With just three days to go for the Union Budget 2015-16, most experts are hoping Finance Minister Arun Jaitley will announce a clear roadmap on goods and services tax (GST).
But that’s not all on industrialists’ wishlist. Sunil Munjal, joint managing director, Hero MotoCorp says the he hopes the FM makes taxation easier and also widens the tax base.
Furthermore, he is also expecting the minimum alternate tax (MAT) on SEZs to be waived off.
But Munjal says if there is one thing the government can do that will have an almost immediate positive impact for companies, that is the easing of doing business.
“The government should make starting up a business, operating it as well as exiting it much more easier for any substantial expansion,” he further adds.
Below is the verbatim transcript of Sunil Munjal’s interview with Latha Venkatesh and Sonia Shenoy on CNBC-TV18.

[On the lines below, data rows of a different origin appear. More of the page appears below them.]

#[cfg(test)]
mod tests {
    use super::*;
    use crate::docx::scan::{scan_definitions, scan_display_fields};

    fn updates(pairs: &[(&str, &str)]) -> BTreeMap<String, String> {
        pairs
            .iter()
            .map(|(k, v)| (k.to_string(), v.to_string()))
            .collect()
    }

    const SETTINGS: &str = r#"<?xml version="1.0" encoding="UTF-8" standalone="yes"?>
<w:settings xmlns:w="http://schemas.openxmlformats.org/wordprocessingml/2006/main"><w:docVars><w:docVar w:name="A" w:val="1"/><w:docVar w:name="B" w:val="2"/><w:docVar w:name="C" w:val="3"/></w:docVars></w:settings>"#;

    const BODY: &str = r#"<?xml version="1.0" encoding="UTF-8" standalone="yes"?>
<w:document xmlns:w="http://schemas.openxmlformats.org/wordprocessingml/2006/main"><w:body>
<w:p><w:pPr><w:pStyle w:val="Heading1"/></w:pPr><w:r><w:t>Title</w:t></w:r></w:p>
<w:p><w:fldSimple w:instr=" DOCVARIABLE A \* MERGEFORMAT "><w:r><w:rPr><w:b/></w:rPr><w:t>1</w:t></w:r></w:fldSimple></w:p>
<w:p><w:r><w:fldChar w:fldCharType="begin"/></w:r><w:r><w:instrText xml:space="preserve"> DOCVARIABLE B </w:instrText></w:r><w:r><w:fldChar w:fldCharType="separate"/></w:r><w:r><w:t>2</w:t></w:r><w:r><w:fldChar w:fldCharType="end"/></w:r></w:p>
<w:p><w:fldSimple w:instr=" DOCVARIABLE C "><w:r><w:t>3</w:t></w:r></w:fldSimple></w:p>
<w:p><w:r><w:t>plain 1 2 3</w:t></w:r></w:p>
</w:body></w:document>"#;

    #[test]
    fn test_definitions_selective_update() {
        let patch = patch_definitions(SETTINGS, &updates(&[("A", "x"), ("B", "y"), ("Z", "new")]))
            .unwrap();
        let xml = patch.xml.unwrap();
        let vars = scan_definitions(&xml).unwrap();
        assert_eq!(vars["A"], "x");
        assert_eq!(vars["B"], "y");
        assert_eq!(vars["C"], "3");
        assert!(!vars.contains_key("Z"));
        assert_eq!(patch.changed, ["A", "B"].iter().map(|s| s.to_string()).collect());
        assert!(xml.contains(r#"<w:docVar w:name="C" w:val="3"/>"#));
    }

    #[test]
    fn test_definitions_value_is_escaped() {
        let patch = patch_definitions(SETTINGS, &updates(&[("A", "<5 & \"q\">")])).unwrap();
        let xml = patch.xml.unwrap();
        assert_eq!(scan_definitions(&xml).unwrap()["A"], "<5 & \"q\">");
    }

    #[test]
    fn test_definitions_unchanged_value() {
        let patch = patch_definitions(SETTINGS, &updates(&[("A", "1")])).unwrap();
        assert!(patch.xml.is_none());
        assert!(patch.changed.is_empty());
    }

    #[test]
    fn test_empty_updates_untouched() {
        assert_eq!(patch_definitions(SETTINGS, &BTreeMap::new()).unwrap(), PartPatch::default());
        assert_eq!(patch_display_fields(BODY, &BTreeMap::new()).unwrap(), PartPatch::default());
    }

    #[test]
    fn test_display_selective_update() {
        let patch = patch_display_fields(BODY, &updates(&[("A", "x"), ("B", "y")])).unwrap();
        let xml = patch.xml.unwrap();

        assert!(xml.contains(r#"<w:rPr><w:b/></w:rPr><w:t>x</w:t>"#));
        assert!(xml.contains(r#"<w:fldChar w:fldCharType="separate"/></w:r><w:r><w:t>y</w:t>"#));
        assert!(xml.contains(r#"<w:fldSimple w:instr=" DOCVARIABLE C "><w:r><w:t>3</w:t>"#));
        assert!(xml.contains("<w:t>Title</w:t>"));
        assert!(xml.contains("<w:t>plain 1 2 3</w:t>"));
        assert!(xml.contains(r#"<w:instrText xml:space="preserve"> DOCVARIABLE B </w:instrText>"#));
        assert_eq!(patch.changed.len(), 2);

        // everything outside the two runs is byte-identical
        let expected = BODY
            .replace(r#"<w:b/></w:rPr><w:t>1</w:t>"#, r#"<w:b/></w:rPr><w:t>x</w:t>"#)
            .replace(
                r#"separate"/></w:r><w:r><w:t>2</w:t>"#,
                r#"separate"/></w:r><w:r><w:t>y</w:t>"#,
            );
        assert_eq!(xml, expected);
        assert_eq!(scan_display_fields(&xml).unwrap(), vec!["A", "B", "C"]);
    }

    #[test]
    fn test_display_idempotent() {
        let u = updates(&[("A", "x"), ("B", "y")]);
        let once = patch_display_fields(BODY, &u).unwrap().xml.unwrap();
        let twice = patch_display_fields(&once, &u).unwrap();
        assert!(twice.xml.is_none());
    }

    #[test]
    fn test_display_multiple_runs_rewritten_identically() {
        let xml = r#"<w:p xmlns:w="x"><w:r><w:fldChar w:fldCharType="begin"/></w:r><w:r><w:instrText>DOCVARIABLE Cost</w:instrText></w:r><w:r><w:fldChar w:fldCharType="separate"/></w:r><w:r><w:t>12</w:t></w:r><w:r><w:t xml:space="preserve"> EUR</w:t></w:r><w:r><w:fldChar w:fldCharType="end"/></w:r><w:r><w:t>after</w:t></w:r></w:p>"#;
        let patched = patch_display_fields(xml, &updates(&[("Cost", "15")]))
            .unwrap()
            .xml
            .unwrap();
        assert!(patched.contains("<w:r><w:t>15</w:t></w:r><w:r><w:t xml:space=\"preserve\">15</w:t></w:r>"));
        assert!(patched.contains("<w:t>after</w:t>"));
    }

    #[test]
    fn test_display_empty_run_and_preserve_space() {
        let xml = r#"<w:p xmlns:w="x"><w:fldSimple w:instr="DOCVARIABLE Note"><w:r><w:t/></w:r></w:fldSimple></w:p>"#;
        let patched = patch_display_fields(xml, &updates(&[("Note", " padded ")]))
            .unwrap()
            .xml
            .unwrap();
        assert!(patched.contains(r#"<w:t xml:space="preserve"> padded </w:t>"#));
    }

    #[test]
    fn test_display_escapes_text() {
        let xml = r#"<w:p xmlns:w="x"><w:fldSimple w:instr="DOCVARIABLE Q"><w:r><w:t>old</w:t></w:r></w:fldSimple></w:p>"#;
        let patched = patch_display_fields(xml, &updates(&[("Q", "a < b & c")]))
            .unwrap()
            .xml
            .unwrap();
        assert!(patched.contains("<w:t>a &lt; b &amp; c</w:t>"));
    }

    #[test]
    fn test_display_ignores_other_fields() {
        let xml = r#"<w:p xmlns:w="x"><w:r><w:fldChar w:fldCharType="begin"/></w:r><w:r><w:instrText> PAGE </w:instrText></w:r><w:r><w:fldChar w:fldCharType="separate"/></w:r><w:r><w:t>1</w:t></w:r><w:r><w:fldChar w:fldCharType="end"/></w:r></w:p>"#;
        let patch = patch_display_fields(xml, &updates(&[("PAGE", "9")])).unwrap();
        assert!(patch.xml.is_none());
    }

    #[test]
    fn test_display_malformed_body() {
        let xml = r#"<w:document xmlns:w="x"><w:body><w:p></w:body></w:document>"#;
        let err = patch_display_fields(xml, &updates(&[("A", "1")])).unwrap_err();
        assert!(matches!(err, Error::XmlParse(_)));
    }
}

Latha: I won’t call it a wishlist but what is a reasonable expectation that this Budget can do to spur what is almost a comatose capex cycle in India?
A: There are two or three perspectives here. One is what is necessary in the overall economy, two in capital formation and third as you mentioned in the manufacturing sector itself. I think it is important to figure out a series of steps which will bring investment cycle, investment bank into the economy and for that starting from manufacturing, there is a need to make the investment allowance cycle more user friendly which will allow it on all investments, allow a spillover if you are not able to utilise investment allowance like you have in depreciation over a period of time.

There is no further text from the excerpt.